By walking I found out
Where I was going.

By intensely hating, how to love.
By loving, whom and what to love.

By grieving, how to laugh from the belly.

Out of infirmity, I have built strength.
Out of untruth, truth.
From hypocrisy, I wove directness.

Almost now I know who I am.
Almost I have the boldness to be that man.

Another step
And I shall be where I started from.

____________________

Berry Picking

Silently my wife walks on the still wet furze
Now darkgreen the leaves are full of metaphors
Now lit up is each tiny lamp of blueberry.
The white nails of rain have dropped and the sun is free.

And whether she bends or straightens to each bush
To find the children's laughter among the leaves
Her quiet hands seem to make the quiet summer hush--
Berries or children, patient she is with these.

I only vex and perplex her; madness, rage
Are endearing perhaps put down upon the page;
Even silence daylong and sullen can then
Enamor as restraint or classic discipline.

So I envy the berries she puts in her mouth,
The red and succulent juice that stains her lips;
I shall never taste that good to her, nor will they
Displease her with a thousand barbarous jests.

How they lie easily for her hand to take,
Part of the unoffending world that is hers;
Here beyond complexity she stands and stares
And leans her marvelous head as if for answers.

No more the easy soul my childish craft deceives
Nor the simpler one for whom yes is always yes;
No, now her voice comes to me from a far way off
Though her lips are redder than the raspberries.

----------------------

Lord, I understand, the truth is out;
I kill him, he kills me, change and change about.

-----------------------
( last stanza - The birth of tragedy )

A quiet madman, never far from tears,
I lie like a slain thing
under the green air the trees
inhabit, or rest upon a chair
towards which the inflammable air
tumbles on many robins' wings;
noting how seasonably
leaf and blossom uncurl
and living things arrange their death,
while someone from afar off
blows birthday candles for the world.

--------------------------

from 'Keine Lazarovitch'

When I saw my mother's head on the cold pillow,
Her white waterfalling hair in the cheeks' hollows,
I thought, quietly circling my grief, of how
She had loved God but cursed extravagantly his creatures.

For her final mouth was not water but a curse,
A small black hole, a black rent in the universe,
Which damned the green earth, stars, and trees in its stillness
And the inescapable lousiness of growing old . .








Edited 1 time(s).
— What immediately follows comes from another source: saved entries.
// src/contour/mod.rs

//! Level-set detection over complex fields.
//!
//! A threshold level is "hit" at a cell when the chosen part of the field
//! crosses it between that cell and its predecessor along either grid axis.
//! Hits are collected per cell and per [`Part`] in a [`HitGrid`], which the
//! compositor later flattens into pixels.

pub mod animation;
pub mod composite;


use crate::color::Rgba;
use crate::error::{Error, Result};
use crate::grid::{Field, Part, Parts};
use log::debug;

pub use animation::{Animation, ContourSpec, Source};
pub use composite::{composite, Composite, Image};

/// Default distance between successive level indices.
pub const DEFAULT_INCREMENT: u8 = 0x10;

/// Top level index; levels are spread over `0..=TOP_LEVEL`.
pub const TOP_LEVEL: u16 = 0xff;

/// One threshold of a level set.
#[derive(Debug, Clone, Copy, PartialEq)]
pub struct Level {
    /// Position on the `0..=255` ramp; `None` for the appended maximum.
    pub index: Option<u8>,
    pub value: f64,
}

/// Thresholds evenly spaced between `min` and `max`: one every `increment`
/// steps of `(max - min) / 255`. When stepping does not land on 255 the true
/// maximum is appended so the extremum is always drawn.
pub fn levels(min: f64, max: f64, increment: u8) -> Result<Vec<Level>> {
    if increment == 0 {
        return Err(Error::InvalidParameter(
            "contour increment must be from 1-255 range".to_string(),
        ));
    }
    let step = (max - min) / TOP_LEVEL as f64;
    let mut out = Vec::with_capacity(TOP_LEVEL as usize / increment as usize + 2);
    let mut last = false;
    for k in (0..=TOP_LEVEL).step_by(increment as usize) {
        out.push(Level {
            index: Some(k as u8),
            value: min + k as f64 * step,
        });
        if k == TOP_LEVEL {
            last = true;
        }
    }
    if !last {
        out.push(Level {
            index: None,
            value: max,
        });
    }
    debug!("{} levels over [{}, {}] every {}", out.len(), min, max, increment);
    Ok(out)
}

/// True when a level `t` lies between two neighbouring samples. Equality is
/// accepted on one side only, so a flat run sitting exactly on `t` does not
/// fire.
#[inline]
pub fn crosses(prev: f64, cur: f64, t: f64) -> bool {
    (prev <= t && cur > t) || (prev >= t && cur < t)
}

/// Fixed color ramp of one part: minimum to maximum.
#[derive(Debug, Clone, Copy, PartialEq, Eq)]
pub struct Ramp {
    pub part: Part,
}

impl Ramp {
    pub fn new(part: Part) -> Self {
        Ramp { part }
    }

    /// Real: red to cyan, imaginary: blue to yellow, modulus: green to pink.
    pub fn color(&self, level: &Level) -> Rgba {
        match (self.part, level.index) {
            (Part::Real, Some(k)) => Rgba::opaque(0xff - k, k, k),
            (Part::Imag, Some(k)) => Rgba::opaque(k, k, 0xff - k),
            (Part::Modulus, Some(k)) => Rgba::opaque(k, 0xff - k, k),
            (Part::Real, None) => Rgba::opaque(0, 0xff, 0xff),
            (Part::Imag, None) => Rgba::opaque(0xff, 0xff, 0),
            (Part::Modulus, None) => Rgba::opaque(0xff, 0, 0xff),
        }
    }

    /// Marker for the part being exactly zero.
    pub fn zero_color(&self) -> Rgba {
        match self.part {
            Part::Real => Rgba::opaque(0x80, 0, 0),
            Part::Imag => Rgba::opaque(0, 0, 0x80),
            Part::Modulus => Rgba::opaque(0, 0x80, 0),
        }
    }
}

#[derive(Debug, Clone, Default)]
struct Cell {
    hits: [Vec<Rgba>; 3],
    // Last pass that hit this cell.
    stamp: u32,
}

/// Colors recorded per cell and per part, in insertion order.
#[derive(Debug, Clone)]
pub struct HitGrid {
    width: usize,
    height: usize,
    cells: Vec<Cell>,
    pass: u32,
}

impl HitGrid {
    pub fn new(width: usize, height: usize) -> Self {
        HitGrid {
            width,
            height,
            cells: vec![Cell::default(); width * height],
            pass: 0,
        }
    }

    pub fn width(&self) -> usize {
        self.width
    }

    pub fn height(&self) -> usize {
        self.height
    }

    /// Hits of one part at a cell.
    pub fn hits(&self, column: usize, row: usize, part: Part) -> &[Rgba] {
        &self.cells[column * self.height + row].hits[part.index()]
    }

    /// All hits at a cell, real first, then imaginary, then modulus.
    pub fn all_hits(&self, column: usize, row: usize) -> impl Iterator<Item = &Rgba> {
        self.cells[column * self.height + row].hits.iter().flatten()
    }

    pub fn total_hits(&self) -> usize {
        self.cells
            .iter()
            .map(|c| c.hits.iter().map(Vec::len).sum::<usize>())
            .sum()
    }

    /// Records `color` at every cell where `part` of `field` crosses `level`
    /// along either axis. A cell is recorded at most once per call. Returns
    /// the number of cells hit.
    pub fn record_crossings(&mut self, field: &Field, part: Part, level: f64, color: Rgba) -> Result<usize> {
        if field.width() != self.width || field.height() != self.height {
            return Err(Error::InvalidParameter(format!(
                "field is {}x{} but hit grid is {}x{}",
                field.width(),
                field.height(),
                self.width,
                self.height
            )));
        }
        self.pass = self.pass.wrapping_add(1);
        let mut count = 0;
        for i in 0..self.width {
            for j in 1..self.height {
                if crosses(part.of(field.get(i, j - 1)), part.of(field.get(i, j)), level) {
                    count += self.mark(i, j, part, color) as usize;
                }
            }
        }
        for j in 0..self.height {
            for i in 1..self.width {
                if crosses(part.of(field.get(i - 1, j)), part.of(field.get(i, j)), level) {
                    count += self.mark(i, j, part, color) as usize;
                }
            }
        }
        Ok(count)
    }

    fn mark(&mut self, column: usize, row: usize, part: Part, color: Rgba) -> bool {
        let pass = self.pass;
        let cell = &mut self.cells[column * self.height + row];
        if cell.stamp == pass {
            return false;
        }
        cell.stamp = pass;
        cell.hits[part.index()].push(color);
        true
    }
}

/// Hits of `part` of `field` for every level, colored by `color`.
pub fn detect<F>(field: &Field, part: Part, levels: &[Level], color: F) -> Result<HitGrid>
where
    F: Fn(&Level) -> Rgba,
{
    let mut grid = HitGrid::new(field.width(), field.height());
    for level in levels {
        grid.record_crossings(field, part, level.value, color(level))?;
    }
    Ok(grid)
}

/// The standard chart of `f(z)`: level sets of the selected `parts`, their
/// zero markers, and the axes and unit circle of the coordinate plane.
pub fn chart(function: &Field, plane: &Field, increment: u8, parts: Parts) -> Result<HitGrid> {
    let mut grid = HitGrid::new(function.width(), function.height());
    let extrema = function.extrema();
    let selected = move || Part::ALL.into_iter().filter(move |&p| parts.has(p));
    for part in selected() {
        let ramp = Ramp::new(part);
        for level in levels(extrema.min(part), extrema.max(part), increment)? {
            grid.record_crossings(function, part, level.value, ramp.color(&level))?;
        }
    }
    for part in selected() {
        grid.record_crossings(function, part, 0.0, Ramp::new(part).zero_color())?;
    }
    grid.record_crossings(plane, Part::Real, 0.0, Rgba::BLACK)?;
    grid.record_crossings(plane, Part::Imag, 0.0, Rgba::BLACK)?;
    grid.record_crossings(plane, Part::Modulus, 1.0, Rgba::BLACK)?;
    debug!("Chart recorded {} hits", grid.total_hits());
    Ok(grid)
}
Last edit at 01/09/2021 02:49AM by ilza.

Re: Irving Layton (1912-2006)
Posted by: Hugh Clary (192.168.128.---)
Date: January 09, 2022 11:17AM

Good stuff, thanks! Here are a few more of Layton's insights:


It amazes me that organs that piss
Can give human beings such perfect bliss.


Idealist: a cynic in the making.


Since I no longer expect
anything from mankind except
madness,
meanness, and mendacity;
egotism,
cowardice,
and
self-delusion,
I have stopped
being a
misanthrope.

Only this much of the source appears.